For instance, one scientist who operates a biobank containing 500 000 samples used an exclusion clause in the general consent approach to omit any genetics research where DNA would be sequenced and further analysis performed. The biobanker reported that the exclusion clause gave donors an extra bit of assurance that their samples would be used in an ethical way and that some oversight was provided. While the researchers can perform any research using other biomarkers, the interviewee reasoned that the exclusion was incorporated due to ethical exceptionalism over genetics-based research. Similar results were also found in a study where research ethics committees in the United Kingdom did not readily allow general consent forms permitting any future research and some committees distinguished DNA-related tests from other forms of research.27 While it is interesting to see that exclusions are being incorporated into informed consent applications for biobanking, it remains to be seen whether they can be used to omit contentious research and sharing.
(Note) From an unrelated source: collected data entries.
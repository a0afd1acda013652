use anyhow::{Result, bail};
use base64::Engine as _;
use base64::engine::general_purpose::STANDARD;
use comfy_courier::config::Config;
use comfy_courier::events::NullSink;
use comfy_courier::poll::{NodeOutput, OutputImage, Outputs};
use comfy_courier::report::{ImageType, JobStatus, Message};
use comfy_courier::resolve::Resolver;
use comfy_courier::store::ObjectStore;
use std::collections::BTreeMap;
use std::path::Path;
use std::sync::{Arc, Mutex};
use tempfile::TempDir;

/// Object store double: records keys, succeeds with a deterministic URL or
/// fails every put.
struct FakeStore {
    base: &'static str,
    fail: bool,
    puts: Arc<Mutex<Vec<String>>>,
}

impl FakeStore {
    fn working(base: &'static str) -> (Box<dyn ObjectStore>, Arc<Mutex<Vec<String>>>) {
        let puts = Arc::new(Mutex::new(Vec::new()));
        let store = Box::new(FakeStore {
            base,
            fail: false,
            puts: puts.clone(),
        });
        (store, puts)
    }

    fn broken() -> Box<dyn ObjectStore> {
        Box::new(FakeStore {
            base: "",
            fail: true,
            puts: Arc::new(Mutex::new(Vec::new())),
        })
    }
}

impl ObjectStore for FakeStore {
    fn put(&self, key: &str, _path: &Path) -> Result<String> {
        if self.fail {
            bail!("store unavailable");
        }
        self.puts.lock().unwrap().push(key.to_string());
        Ok(format!("{}/{key}", self.base))
    }
}

fn outputs_with(images: Vec<(&str, &str)>) -> Outputs {
    let mut outputs: Outputs = BTreeMap::new();
    outputs.insert(
        "9".to_string(),
        NodeOutput {
            images: images
                .into_iter()
                .map(|(filename, subfolder)| OutputImage {
                    filename: filename.to_string(),
                    subfolder: subfolder.to_string(),
                })
                .collect(),
        },
    );
    outputs
}

fn cfg_with_output(dir: &TempDir, method: &str) -> Config {
    let mut cfg = Config::default();
    cfg.comfy.output_path = dir.path().display().to_string();
    cfg.delivery.method = method.to_string();
    cfg
}

fn write_image(dir: &TempDir, subfolder: &str, filename: &str, bytes: &[u8]) {
    let target = if subfolder.is_empty() {
        dir.path().join(filename)
    } else {
        let sub = dir.path().join(subfolder);
        std::fs::create_dir_all(&sub).unwrap();
        sub.join(filename)
    };
    std::fs::write(target, bytes).unwrap();
}

#[test]
fn bucket_delivery_yields_a_url() {
    let dir = TempDir::new().unwrap();
    write_image(&dir, "", "out.png", b"pixels");
    let cfg = cfg_with_output(&dir, "s3");

    let (bucket, puts) = FakeStore::working("http://bucket.example.com");
    let resolver = Resolver::with_stores(&cfg, None, Some(bucket), &NullSink);

    let resolution = resolver.resolve(&outputs_with(vec![("out.png", "")]), "job123");
    assert!(resolution.errors.is_empty());
    assert_eq!(resolution.results.len(), 1);
    assert_eq!(resolution.results[0].node_id, "9");
    assert_eq!(resolution.results[0].image_type, ImageType::Url);
    assert_eq!(
        resolution.results[0].image,
        "http://bucket.example.com/job123/out.png"
    );
    assert_eq!(puts.lock().unwrap().as_slice(), ["job123/out.png"]);

    let result = resolution.into_job_result(false);
    assert_eq!(result.status, JobStatus::Success);
}

#[test]
fn azure_upload_failure_falls_back_to_inline() {
    let dir = TempDir::new().unwrap();
    write_image(&dir, "sub", "out.png", b"pixels");
    let cfg = cfg_with_output(&dir, "azure");

    let resolver = Resolver::with_stores(&cfg, Some(FakeStore::broken()), None, &NullSink);
    let resolution = resolver.resolve(&outputs_with(vec![("out.png", "sub")]), "job123");

    assert!(resolution.errors.is_empty());
    assert_eq!(resolution.results[0].image_type, ImageType::Base64);
    assert_eq!(resolution.results[0].image, STANDARD.encode(b"pixels"));
}

#[test]
fn azure_upload_failure_falls_back_to_bucket_when_configured() {
    let dir = TempDir::new().unwrap();
    write_image(&dir, "", "out.png", b"pixels");
    let cfg = cfg_with_output(&dir, "azure");

    let (bucket, puts) = FakeStore::working("http://bucket.example.com");
    let resolver = Resolver::with_stores(&cfg, Some(FakeStore::broken()), Some(bucket), &NullSink);
    let resolution = resolver.resolve(&outputs_with(vec![("out.png", "")]), "job123");

    assert_eq!(resolution.results[0].image_type, ImageType::Url);
    assert_eq!(puts.lock().unwrap().len(), 1);
}

#[test]
fn azure_success_uses_the_blob_url() {
    let dir = TempDir::new().unwrap();
    write_image(&dir, "", "out.png", b"pixels");
    let cfg = cfg_with_output(&dir, "azure");

    let (azure, puts) = FakeStore::working("https://acct.blob.core.windows.net/comfyui-images");
    let resolver = Resolver::with_stores(&cfg, Some(azure), None, &NullSink);
    let resolution = resolver.resolve(&outputs_with(vec![("out.png", "")]), "job123");

    assert_eq!(resolution.results[0].image_type, ImageType::Url);
    assert_eq!(
        resolution.results[0].image,
        "https://acct.blob.core.windows.net/comfyui-images/job123/out.png"
    );
    assert_eq!(puts.lock().unwrap().as_slice(), ["job123/out.png"]);
}

#[test]
fn store_requested_but_unconfigured_goes_straight_to_inline() {
    let dir = TempDir::new().unwrap();
    write_image(&dir, "", "out.png", b"pixels");
    let cfg = cfg_with_output(&dir, "azure");

    // No azure store: the chain must not touch the bucket either.
    let (bucket, puts) = FakeStore::working("http://bucket.example.com");
    let resolver = Resolver::with_stores(&cfg, None, Some(bucket), &NullSink);
    let resolution = resolver.resolve(&outputs_with(vec![("out.png", "")]), "job123");

    assert_eq!(resolution.results[0].image_type, ImageType::Base64);
    assert!(puts.lock().unwrap().is_empty());
}

#[test]
fn default_method_encodes_inline() {
    let dir = TempDir::new().unwrap();
    write_image(&dir, "", "out.png", b"pixels");
    let cfg = cfg_with_output(&dir, "base64");

    let resolver = Resolver::with_stores(&cfg, None, None, &NullSink);
    let resolution = resolver.resolve(&outputs_with(vec![("out.png", "")]), "job123");

    assert_eq!(resolution.results[0].image_type, ImageType::Base64);
    assert_eq!(resolution.results[0].image, STANDARD.encode(b"pixels"));
}

#[test]
fn missing_file_is_an_error_and_flips_status_when_alone() {
    let dir = TempDir::new().unwrap();
    let cfg = cfg_with_output(&dir, "base64");

    let resolver = Resolver::with_stores(&cfg, None, None, &NullSink);
    let resolution = resolver.resolve(&outputs_with(vec![("gone.png", "")]), "job123");

    assert!(resolution.results.is_empty());
    assert_eq!(resolution.errors.len(), 1);
    assert_eq!(resolution.errors[0].node_id, "9");
    assert!(
        resolution.errors[0]
            .error
            .starts_with("Image does not exist in the specified output folder:")
    );

    let result = resolution.into_job_result(false);
    assert_eq!(result.status, JobStatus::Error);
    assert_eq!(
        result.message,
        Message::Text("No images were successfully generated or found".to_string())
    );
}

#[test]
fn one_missing_file_does_not_flip_a_batch_with_successes() {
    let dir = TempDir::new().unwrap();
    write_image(&dir, "", "ok.png", b"pixels");
    let cfg = cfg_with_output(&dir, "base64");

    let resolver = Resolver::with_stores(&cfg, None, None, &NullSink);
    let resolution = resolver.resolve(&outputs_with(vec![("ok.png", ""), ("gone.png", "")]), "j");

    assert_eq!(resolution.results.len(), 1);
    assert_eq!(resolution.errors.len(), 1);
    let result = resolution.into_job_result(false);
    assert_eq!(result.status, JobStatus::Success);
    assert_eq!(result.errors.len(), 1);
}

#[test]
fn bucket_failure_is_a_per_image_error() {
    let dir = TempDir::new().unwrap();
    write_image(&dir, "", "out.png", b"pixels");
    let cfg = cfg_with_output(&dir, "s3");

    let resolver = Resolver::with_stores(&cfg, None, Some(FakeStore::broken()), &NullSink);
    let resolution = resolver.resolve(&outputs_with(vec![("out.png", "")]), "job123");

    assert!(resolution.results.is_empty());
    assert_eq!(resolution.errors.len(), 1);
    assert!(resolution.errors[0].error.contains("store unavailable"));
}

#[test]
fn resolving_twice_is_idempotent() {
    let dir = TempDir::new().unwrap();
    write_image(&dir, "", "a.png", b"a");
    write_image(&dir, "", "b.png", b"b");
    let cfg = cfg_with_output(&dir, "base64");

    let outputs = outputs_with(vec![("a.png", ""), ("missing.png", ""), ("b.png", "")]);
    let resolver = Resolver::with_stores(&cfg, None, None, &NullSink);

    let first = resolver.resolve(&outputs, "job123");
    let second = resolver.resolve(&outputs, "job123");
    assert_eq!(first, second);
}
In addition to the advantages, many scientists reported a range of disadvantages including that exclusion clauses may provide a false impression to donors that the excluded areas are the only types of contentious research, that exclusion clauses may make participants question the type of research biobanks perform, and that biobankers would simply not know what to exclude or that they may exclude something irrelevant to the group(s) they are studying and instead serves to eliminate potentially beneficial research. One interviewee asserted that exclusion clauses could not work for any for-profit biobanks because any limits placed on research or sharing that would decrease profit would be contrary to the company’s interests and there would be little rationale for them to use it. The disadvantages and the mixed opinions of scientists on whether exclusion clauses would be useful provide greater insight into whether they can be practically applied, even for small-scale biobanks. It is not surprising that some scientists have reservations about exclusion clauses as they limit fully open consent and restricts some areas of biobanking research. At the same time, however, scientists surveyed here also reported seeing value in helping assure patients that their samples and information will be used in an ethical manner. These findings also suggest that perhaps other stakeholders, including the general public, may differ in their opinions on the utility of exclusion clauses, a topic that deserves further investigation.


As biobanks continue to flourish, the ethical and legal appropriateness of different informed consent models needs to be determined. While the scientific community cannot, of course, dictate consent policy,8 scientists have an important role in the consent process and provide a valuable and necessary perspective that should help to inform consent policy. As collectors and users of biosamples and health information, they have unique knowledge on the inner workings of biobanks. In our pilot study, we found that while most scientists prefer a general or broad consent model, they do not perceive a consensus on informed consent. This is in contrast to some published studies demonstrating that most national- or state/provincial-level biobanks adopt a general or broad consent approach. Scientists in our study also understand and sympathize with donors knowing that they desire some form of control and want to know how their samples and information are being used, especially when the research is not aligned with participants’ values. Finally, scientists interviewed here have mixed views about adopting exclusion clauses in informed consent procedures. While several see their benefits, others are more reluctant to incorporate them and would rather stick with a general consent approach. One of the limits of our study is that it is a pilot analysis of a small number of scientists. While this research has enriched our understanding of the views of scientists using a qualitative approach, future research should complement the work performed here and attempt to generalize findings by surveying a large cohort of scientists.